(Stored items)
//! Benchmarks for draft bookkeeping on large grids
//!
//! Run with: cargo bench draft_store

use stockgrid::model::{CellKey, FieldValue, Row, RowId};
use stockgrid::update::update;
use stockgrid::{ColumnDef, DraftStore, FieldType, GridModel, GridMsg, MemorySource};

#[global_allocator]
static ALLOC: divan::AllocProfiler = divan::AllocProfiler::system();

fn main() {
    divan::main();
}

fn rows(count: usize) -> Vec<Row> {
    (0..count)
        .map(|i| {
            Row::new(format!("row-{}", i))
                .with("name", format!("Item {}", i))
                .with("qty", i as f64)
        })
        .collect()
}

/// Store with one dirty draft per row
fn dirty_store(count: usize) -> DraftStore {
    let mut store = DraftStore::new();
    for i in 0..count {
        let key = CellKey::new(format!("row-{}", i), "qty");
        store.begin_edit(key.clone(), FieldValue::Number(i as f64));
        let _ = store.update(&key, FieldValue::Number(i as f64 + 1.0));
    }
    store
}

// ============================================================================
// Dirty flags
// ============================================================================

#[divan::bench(args = [100, 1000, 10000])]
fn has_unsaved_changes(bencher: divan::Bencher, count: usize) {
    let store = dirty_store(count);
    bencher.bench_local(|| divan::black_box(store.has_unsaved_changes()));
}

#[divan::bench(args = [100, 1000, 10000])]
fn is_row_dirty(bencher: divan::Bencher, count: usize) {
    let store = dirty_store(count);
    let row = RowId::from(format!("row-{}", count / 2));
    bencher.bench_local(|| divan::black_box(store.is_row_dirty(&row)));
}

// ============================================================================
// Bulk save / discard
// ============================================================================

#[divan::bench(args = [100, 1000, 10000])]
fn save_all(bencher: divan::Bencher, count: usize) {
    bencher
        .with_inputs(|| (dirty_store(count), MemorySource::new(rows(count))))
        .bench_local_values(|(mut store, mut source)| {
            divan::black_box(store.save_all(&mut source))
        });
}

#[divan::bench(args = [100, 1000, 10000])]
fn discard_all(bencher: divan::Bencher, count: usize) {
    bencher
        .with_inputs(|| dirty_store(count))
        .bench_local_values(|mut store| divan::black_box(store.discard_all()));
}

// ============================================================================
// Edit session round trip
// ============================================================================

#[divan::bench(args = [100, 1000])]
fn edit_cell_round_trip(bencher: divan::Bencher, count: usize) {
    let columns = vec![
        ColumnDef::new("name", FieldType::Text),
        ColumnDef::new("qty", FieldType::Number),
    ];
    let mut model = GridModel::new(columns, rows(count));
    let mut n = 0usize;

    bencher.bench_local(|| {
        n = (n + 1) % count;
        update(&mut model, GridMsg::activate(&format!("row-{}", n), "qty"));
        update(&mut model, GridMsg::input("42"));
        divan::black_box(update(&mut model, GridMsg::Complete))
    });
}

■ **Directions**:
Search the data above for the string "columns". Report every line where it is found.

■ **Response area**:
    let columns = vec![
    let mut model = GridModel::new(columns, rows(count));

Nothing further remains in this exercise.